•Kalih Welas

665 94 13
                                    

Pertumpahan darah antara Sunda Galuh dan Majapahit tidak bisa terhindar. Di lapangan Bubat, tempat dimana Raja Linggabuana dan putrinya Dyah Pitaloka mendirikan pesanggrahan semula saat kedatangan mereka di Trowulan.

Prajurit Sunda Galuh tentu tidak sebanyak Majapahit dan tumbangnya Raja Linggabuana ke tanah memberi tanda jika Sunda Galuh di nyatakan kalah dalam peperangan. Dyah Pitaloka yang melihat Ayahanda mati terbunuh oleh Mahapatih Gajahmada giginya bergemelutuk, mengacungkan belati ke hadapan Gajahmada dan melukai bagian sisi perutnya.

”KAU!”

”Perang ini tak akan terjadi jika bukan karena kau.”

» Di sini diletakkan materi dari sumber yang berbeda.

//! Batch processing
//!
//! [`Protocol::process_batch`] is the transport entry point: raw request bytes
//! in, raw response bytes out. Packets run in input order and each one gets
//! exactly one [`PacketResult`], so the response always has as many results
//! as the request had packets.
//!
//! ## Result normalization
//!
//! | Handler reply        | Output buffers                      | Routed |
//! |----------------------|-------------------------------------|--------|
//! | `Reply::Empty`       | none                                | no     |
//! | `Reply::Direct(v)`   | `v` encoded                         | no     |
//! | `Reply::Single(r)`   | `r`'s data encoded                  | to `r`'s targets |
//! | `Reply::Many(rs)`    | one per response, in order          | each to its own targets |
//!
//! If any response in a `Many` reports its own failure, or cannot be encoded,
//! the whole packet becomes an Error result with no data. Responses are only
//! routed once every response of the packet has been encoded, so a failed
//! packet never reaches a channel.

use serde::Serialize;
use serde::de::DeserializeOwned;
use std::sync::Arc;
use tracing::{debug, warn};

use crate::codec::{Codec, ErasedPayload};
use crate::context::CallContext;
use crate::handler::{Reply, Response};
use crate::protocol::Protocol;
use crate::types::{Action, BatchRequest, BatchRequestRef, BatchResponse, Packet, PacketResult};
use crate::{ProtocolError, Result};

/// Correlation token of the result returned for an undecodable batch.
pub const DECODE_ERROR_REQ_ID: &str = "decode_error";

/// One encoded output and the channels it goes to.
struct Encoded {
    bytes: Vec<u8>,
    targets: Vec<String>,
}

impl<C: Codec> Protocol<C> {
    /// Decode a [`BatchRequest`], run every packet, and encode the [`BatchResponse`].
    ///
    /// Per-packet failures become Error results. An undecodable request yields
    /// a one-result response with `req_id` [`DECODE_ERROR_REQ_ID`]. Only a
    /// failure to encode the response itself is returned as `Err`.
    pub async fn process_batch(&self, ctx: &CallContext, request: &[u8]) -> Result<Vec<u8>> {
        let batch: BatchRequest = match self.codec.decode(request) {
            Ok(batch) => batch,
            Err(error) => {
                warn!(%error, bytes = request.len(), "Failed to decode batch request");
                return self.error_response(DECODE_ERROR_REQ_ID, &error);
            }
        };

        debug!(packets = batch.packets.len(), "Processing batch");
        let mut results = Vec::with_capacity(batch.packets.len());
        for packet in &batch.packets {
            results.push(self.process_one(ctx, packet).await);
        }

        self.codec.encode(&BatchResponse { results })
    }

    /// Run one encoded [`Packet`] through [`process_batch`](Protocol::process_batch).
    ///
    /// Returns the encoded response packet (same identity, output data), or
    /// [`ProtocolError::Remote`] when the packet failed.
    pub async fn process_packet(&self, ctx: &CallContext, packet: &[u8]) -> Result<Vec<u8>> {
        let packet: Packet = self.codec.decode(packet)?;
        let request = self.codec.encode(&BatchRequestRef { packets: vec![&packet] })?;
        let response: BatchResponse = self.codec.decode(&self.process_batch(ctx, &request).await?)?;

        let [result]: [PacketResult; 1] =
            response.results.try_into().map_err(|results: Vec<PacketResult>| {
                ProtocolError::decode(
                    "single packet response",
                    format!("expected one result, got {}", results.len()),
                )
            })?;

        if result.is_error() {
            return Err(ProtocolError::Remote { req_id: result.req_id, message: result.message });
        }

        self.codec.encode(&Packet {
            action: packet.action,
            handler_id: packet.handler_id,
            req_id: result.req_id,
            data: result.data,
        })
    }

    /// Build and encode a packet whose arguments are `items`, each encoded separately.
    pub fn encode_packet<T: Serialize>(
        &self,
        action: Action,
        handler_id: u8,
        req_id: impl Into<String>,
        items: &[T],
    ) -> Result<Vec<u8>> {
        let data = items.iter().map(|item| self.codec.encode(item)).collect::<Result<Vec<_>>>()?;
        self.codec.encode(&Packet::new(action, handler_id, req_id).with_data(data))
    }

    /// Decode a packet.
    pub fn decode_packet(&self, bytes: &[u8]) -> Result<Packet> {
        self.codec.decode(bytes)
    }

    /// Decode the `index`-th data buffer of `packet` into a fresh `T`.
    pub fn decode_data<T: DeserializeOwned>(&self, packet: &Packet, index: usize) -> Result<T> {
        let bytes = packet.data.get(index).ok_or_else(|| {
            ProtocolError::decode(
                format!("packet {}", packet.req_id),
                format!("data index {index} out of range ({} buffers)", packet.data.len()),
            )
        })?;
        self.codec.decode(bytes)
    }

    /// Encode a batch of packets.
    pub fn encode_batch(&self, packets: &[Packet]) -> Result<Vec<u8>> {
        self.codec.encode(&BatchRequestRef { packets: packets.iter().collect() })
    }

    /// Decode a batch response.
    pub fn decode_response(&self, bytes: &[u8]) -> Result<BatchResponse> {
        self.codec.decode(bytes)
    }

    async fn process_one(&self, ctx: &CallContext, packet: &Packet) -> PacketResult {
        let mut result = PacketResult::for_packet(packet);
        match self.run_packet(ctx, packet).await {
            Ok(data) => result.succeed(data),
            Err(error) => {
                warn!(
                    req_id = %packet.req_id,
                    handler_id = packet.handler_id,
                    %error,
                    "Packet failed"
                );
                result.fail(error.to_string());
            }
        }
        result
    }

    async fn run_packet(&self, ctx: &CallContext, packet: &Packet) -> Result<Vec<Vec<u8>>> {
        let Some(action) = packet.parsed_action() else {
            let registry = self.registry();
            if registry.get(packet.handler_id).is_none() {
                return Err(ProtocolError::no_handler(packet.handler_id, registry.len()));
            }
            return Err(ProtocolError::UnknownAction {
                code: packet.action,
                handler_id: packet.handler_id,
            });
        };

        let reply = self.call_handler(ctx, packet.handler_id, action, &packet.data).await?;
        let outputs = self.encode_reply(packet.handler_id, reply)?;

        let mut data = Vec::with_capacity(outputs.len());
        for Encoded { bytes, targets } in outputs {
            if !targets.is_empty() {
                self.router.fan_out(Arc::from(bytes.as_slice()), &targets, packet.handler_id);
            }
            data.push(bytes);
        }
        Ok(data)
    }

    fn encode_reply(&self, handler_id: u8, reply: Reply<ErasedPayload<C>>) -> Result<Vec<Encoded>> {
        match reply {
            Reply::Empty => Ok(Vec::new()),
            Reply::Direct(value) => {
                Ok(vec![Encoded { bytes: value.encode_with(&self.codec)?, targets: Vec::new() }])
            }
            Reply::Single(response) => Ok(vec![self.encode_response(handler_id, 0, response)?]),
            Reply::Many(responses) => responses
                .into_iter()
                .enumerate()
                .map(|(index, response)| self.encode_response(handler_id, index, response))
                .collect(),
        }
    }

    fn encode_response(
        &self,
        handler_id: u8,
        index: usize,
        response: Response<ErasedPayload<C>>,
    ) -> Result<Encoded> {
        let (payload, targets) = response.into_parts().map_err(|reason| ProtocolError::Response {
            handler: self.handler_name(usize::from(handler_id)).to_string(),
            index,
            reason,
        })?;
        Ok(Encoded { bytes: payload.encode_with(&self.codec)?, targets })
    }

    fn error_response(&self, req_id: &str, error: &ProtocolError) -> Result<Vec<u8>> {
        let mut result = PacketResult { req_id: req_id.to_string(), ..Default::default() };
        result.fail(error.to_string());
        self.codec.encode(&BatchResponse { results: vec![result] })
    }
}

Air mata Dyah Pitaloka mengalir membasahi kedua pipi, sama sekali tak iba, Mahapatih Gajahmada justru berbalik, menyuruh pasukan yang ia bawa untuk kembali ke kerajaan di saat Putri dari Raja Linggabuana terus merintih menangis karena sang Ayah telah wafat.

Dyah Pitaloka menangis di hadapan mayat sang ayah dengan darah yang membasahi kain putih yang tengah ia pakai. Di tengah tangisnya, Dyah Pitaloka mampu mendengar suara langkah terdengar mendekat. Maharaja Hayam Wuruk berjongkok tepat di samping gadis itu.

”Aku memaafkan segala kesalahanmu, Dyah.”

Merasa sebuah tangan menyentuh sebelah pundaknya, Dyah menjauhkan tubuhnya, menolak sikap Hayam Wuruk yang masih saja baik ketika dirinya mengakui jika pria yang ia cintai justru sang Patih dan bukanlah Maharaja.

”Aku akan tetap menerimamu sebagai kekasihku.”

”Tidak.”

Dyah Pitaloka menatap wajah Hayam Wuruk dengan sisa-sisa basah di wajahnya, ia tidak sudi jika harus tetap menikah dengan segala kekacauan yang telah terjadi hari ini.

”Apa yang akan aku dapat jika tetap menikah denganmu yang Mulia? Ayahandaku mati oleh Mahapatih kerajaanmu.”

”Gelar ratu Majapahit,” jawab Hayam Wuruk.

”Lebih baik aku mati.”

Dan detik itu pula, belati yang sempat tertancap di perut Mahapatih Gajahmada sekarang bersarang di dada Dyah Pitaloka, berhasil menembus jantung kemudian membuat putri dari kerajaan Sunda Galuh itu muntah darah dan tumbang ke tanah apabila Hayam Wuruk tidak menariknya ke dalam pelukan.

”Dyah?”

”Aku tarik ... semua sumpahku ... maaf. Aku memang tak pernah ... mencintai ... mu yang Mulia.” setelah berhasil mengatakan satu kalimat maaf, Dyah Pitaloka menutup matanya, sebelah tangannya yang semula berada di pipi Hayam Wuruk lemas tak berdaya.

Tanpa tau jika Maharaja meneteskan air matanya.

******



Di ruangan dengan cat putih dan bau asing yang tak pernah Dawuh maupun Mpu Prapanca hirup, perasaan senang tercipta di wajah Dawuh ketika ia tak sengaja melihat kelopak mata Sedah bergerak di iringi batuk dari gadis itu.

”Sedah.”

Dawuh mendekat kala mata Sedah perlahan terbuka.

”Dawuh?”

”Iya, ini aku. Kau sudah tak apa?”

Sedah menggelengkan kepala pelan lantas matanya tertuju pada pria berkepala plontos dengan baju Kasaya yang tengah ia pakai.

”Patih?”

”Dia kembali ke Trowulan, jangan khawatir, yang Mulia pasti akan kembali kesini, Sedah.”

Mengingat dengan apa yang sudah terjadi, Sedah memutar pandangan dan melihat ruangan rumah sakit membuatnya tersadar jika dirinya kini bukanlah di Majapahit.